Gardeners warned of rise in infection risks due to hot weather

New report says compost could contain bacteria known to cause pneumonia

Gardeners should always wear gloves, and wash their hands immediately after working with compost mix or potted plants.  Photograph:  Nick Bradshaw

Gardeners should always wear gloves, and wash their hands immediately after working with compost mix or potted plants. Photograph: Nick Bradshaw

 

Gardeners have been warned the summer of dry weather and high temperatures may increase the risk of picking up infections from compost.

Compost and other soils contain a large amount of bacteria and bugs, and carry a low risk of infection.

However, the warm weather may lead to favourable conditions for bacteria growth in potted compost, according to Epi-Insight, a monthly report on infectious diseases from the Health Protection Surveillance Centre (HPSC).

A particular type of bacteria known to thrive in compost during warm weather can cause pneumonia.

Gardeners can pick up infections from compost by inhaling contaminated dust or water droplets, or by partial ingestion of soil on their hands.

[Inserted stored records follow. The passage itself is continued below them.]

use winit::event::{ElementState, WindowEvent};
use winit::keyboard::{KeyCode, PhysicalKey};

use super::types::{FrameEvent, Key, KeyState};

/// Translates a winit `WindowEvent` into a `FrameEvent`.
pub fn translate_window_event(event: &WindowEvent) -> FrameEvent {
    match event {
        WindowEvent::CloseRequested | WindowEvent::Destroyed => FrameEvent::Quit,

        WindowEvent::KeyboardInput { event, .. } => {
            let state = match event.state {
                ElementState::Pressed => KeyState::Pressed,
                ElementState::Released => KeyState::Released,
            };

            FrameEvent::Key {
                key: map_key(event.physical_key),
                state,
                repeat: event.repeat,
            }
        }

        WindowEvent::Resized(size) => FrameEvent::Resized {
            width: size.width,
            height: size.height,
        },

        WindowEvent::RedrawRequested => FrameEvent::Redraw,

        _ => FrameEvent::Other,
    }
}

pub(crate) fn map_key(pk: PhysicalKey) -> Key {
    match pk {
        PhysicalKey::Code(code) => match code {
            KeyCode::Escape => Key::Escape,
            other => Key::Unknown(other as u32),
        },

        // NativeKeyCode is not a u32 in winit 0.30; preserve "unknown" without a stable numeric.
        PhysicalKey::Unidentified(_) => Key::Unknown(0),
    }
}
use std::ffi::{c_void, CStr};
use std::num::NonZeroU32;
use std::rc::Rc;

use glow::HasContext;
use glutin::config::{Config, ConfigTemplateBuilder, GlConfig};
use glutin::context::{
    ContextApi, ContextAttributesBuilder, GlProfile, NotCurrentGlContext, PossiblyCurrentContext,
    Version,
};
use glutin::display::{GetGlDisplay, GlDisplay};
use glutin::surface::{GlSurface, Surface, SwapInterval, WindowSurface};
use glutin_winit::{DisplayBuilder, GlWindow};
use raw_window_handle::HasWindowHandle;
use winit::dpi::PhysicalSize;
use winit::event_loop::ActiveEventLoop;
use winit::window::{Window, WindowAttributes};

use crate::error::{BootstrapError, PresentError};

use super::api::GlDevice;

/// Core entry points the renderer calls. All of them must resolve before the
/// function table is considered loaded.
pub const REQUIRED_ENTRY_POINTS: &[&CStr] = &[
    c"glCreateShader",
    c"glShaderSource",
    c"glCompileShader",
    c"glCreateProgram",
    c"glAttachShader",
    c"glLinkProgram",
    c"glUseProgram",
    c"glGenVertexArrays",
    c"glBindVertexArray",
    c"glGenBuffers",
    c"glBindBuffer",
    c"glBufferData",
    c"glVertexAttribPointer",
    c"glEnableVertexAttribArray",
    c"glClearColor",
    c"glClear",
    c"glDrawElements",
];

/// Context creation parameters.
#[derive(Debug, Clone)]
pub struct GlInit {
    /// Requested core-profile version `(major, minor)`.
    pub version: (u8, u8),

    /// Synchronize buffer swaps with the display refresh.
    ///
    /// Failure to apply it is logged and ignored.
    pub vsync: bool,
}

impl Default for GlInit {
    fn default() -> Self {
        Self {
            version: (3, 3),
            vsync: true,
        }
    }
}

/// Returns the first entry point `resolve` cannot find.
pub fn first_missing_entry_point<'a, F>(entry_points: &[&'a CStr], mut resolve: F) -> Option<&'a CStr>
where
    F: FnMut(&CStr) -> *const c_void,
{
    entry_points
        .iter()
        .copied()
        .find(|name| resolve(name).is_null())
}

// Prefer the config with the fewest samples; MSAA is never requested.
fn pick_config(configs: Box<dyn Iterator<Item = Config> + '_>) -> Config {
    configs
        .reduce(|best, c| if c.num_samples() < best.num_samples() { c } else { best })
        .expect("glutin reports an error instead of an empty config list")
}

/// Surface dimensions for a resize, or `None` when either side is zero
/// (minimized windows report 0×0).
pub fn surface_size(size: PhysicalSize<u32>) -> Option<(NonZeroU32, NonZeroU32)> {
    Some((NonZeroU32::new(size.width)?, NonZeroU32::new(size.height)?))
}

fn context_failed(err: impl std::fmt::Display) -> BootstrapError {
    BootstrapError::Context(err.to_string())
}

/// Window, GL surface and current context, plus the loaded function table.
///
/// Lives on the event-loop thread; the context is current there for the whole
/// lifetime of this value.
pub struct GlContext {
    gl: Rc<glow::Context>,
    surface: Surface<WindowSurface>,
    context: PossiblyCurrentContext,
    window: Window,
}

impl GlContext {
    /// Creates the window, a core-profile context for it, and loads GL.
    pub fn new(
        event_loop: &ActiveEventLoop,
        attributes: WindowAttributes,
        init: &GlInit,
    ) -> Result<Self, BootstrapError> {
        let (window, config) = DisplayBuilder::new()
            .with_window_attributes(Some(attributes))
            .build(event_loop, ConfigTemplateBuilder::new(), pick_config)
            .map_err(|e| BootstrapError::Window(e.to_string()))?;
        let window = window
            .ok_or_else(|| BootstrapError::Window("display builder returned no window".into()))?;

        let raw_window_handle = window
            .window_handle()
            .map_err(|e| BootstrapError::Window(e.to_string()))?
            .as_raw();

        let display = config.display();
        let (major, minor) = init.version;
        let context_attributes = ContextAttributesBuilder::new()
            .with_profile(GlProfile::Core)
            .with_context_api(ContextApi::OpenGl(Some(Version::new(major, minor))))
            .build(Some(raw_window_handle));

        let not_current = unsafe { display.create_context(&config, &context_attributes) }
            .map_err(context_failed)?;

        let surface_attributes = window
            .build_surface_attributes(Default::default())
            .map_err(context_failed)?;
        let surface = unsafe { display.create_window_surface(&config, &surface_attributes) }
            .map_err(context_failed)?;

        let context = not_current.make_current(&surface).map_err(context_failed)?;

        if init.vsync {
            if let Err(e) = surface.set_swap_interval(&context, SwapInterval::Wait(NonZeroU32::MIN)) {
                log::warn!("vsync unavailable: {e}");
            }
        }

        if let Some(name) =
            first_missing_entry_point(REQUIRED_ENTRY_POINTS, |name| display.get_proc_address(name))
        {
            return Err(BootstrapError::Loader(name.to_string_lossy().into_owned()));
        }

        // SAFETY: the context was made current on this thread just above.
        let gl = unsafe {
            glow::Context::from_loader_function_cstr(|name| display.get_proc_address(name))
        };

        let (version, renderer) = unsafe {
            (
                gl.get_parameter_string(glow::VERSION),
                gl.get_parameter_string(glow::RENDERER),
            )
        };
        log::info!("OpenGL {version} ({renderer})");

        Ok(Self {
            gl: Rc::new(gl),
            surface,
            context,
            window,
        })
    }

    pub fn gl(&self) -> &Rc<glow::Context> {
        &self.gl
    }

    pub fn window(&self) -> &Window {
        &self.window
    }

    /// Resizes the surface and the viewport. Zero-sized requests are ignored.
    pub fn resize(&self, size: PhysicalSize<u32>) {
        let Some((width, height)) = surface_size(size) else {
            return;
        };

        self.surface.resize(&self.context, width, height);
        GlDevice::viewport(&*self.gl, 0, 0, size.width as i32, size.height as i32);
    }

    /// Presents the back buffer.
    pub fn swap_buffers(&self) -> Result<(), PresentError> {
        self.window.pre_present_notify();
        self.surface
            .swap_buffers(&self.context)
            .map_err(|e| PresentError(e.to_string()))
    }
}
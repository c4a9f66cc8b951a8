//! Frame loop state machine.
//!
//! Platform-independent: the runtime feeds translated events in and presents
//! whatever `FrameLoop::dispatch` asks for.

mod frame_loop;
mod loop_state;

pub use frame_loop::{FrameAction, FrameLoop};
pub use loop_state::LoopState;
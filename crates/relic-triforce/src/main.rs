use std::process::ExitCode;

use relic_engine::logging::{init_logging, LoggingConfig};
use relic_engine::window::{Runtime, RuntimeConfig};

fn main() -> ExitCode {
    init_logging(LoggingConfig::console());

    let result = Runtime::run(RuntimeConfig::default());
    if let Err(e) = &result {
        log::error!("{e}");
    }

    relic_engine::exit_code(&result)
}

A type of bacteria, called Legionella longbeachae, is found in potted compost and other garden products in traditionally warm countries. The bacteria is associated with Legionnaires’ disease, a potentially fatal form of pneumonia.

Infections from the disease have been linked with increases in the use of potting compost during warm weather periods in Australia. In Scotland there were six cases of Legionnaires’ disease during a period of exceptionally warm weather between August and September 2013. Six patients contracted the disease through soil or water in their gardens, and required intensive treatment, but all survived.

Heatwave

Due to the summer heatwave in June and July in Ireland, and the continued period of dry, warm weather, the HPSC has advised gardeners to take precautions to avoid picking up infections from compost.

Gardeners should store potting compost in a cool place away from direct sunlight, to prevent bacteria growth, the centre said. They should use a disposable face mask to avoid breathing in bacteria particles in dust, and wear sunglasses or protective eyewear.

Gardeners should always wear gloves, and wash their hands immediately after working with compost mix or potted plants.

Arm’s length

When opening bags of compost people should do so at arm’s length, and preferably outdoors, rather than in a shed or greenhouse. When working in a greenhouse the door should be left open, the centre said.

People should avoid drinking, eating, or smoking while working with compost or potting soils, the guidelines said.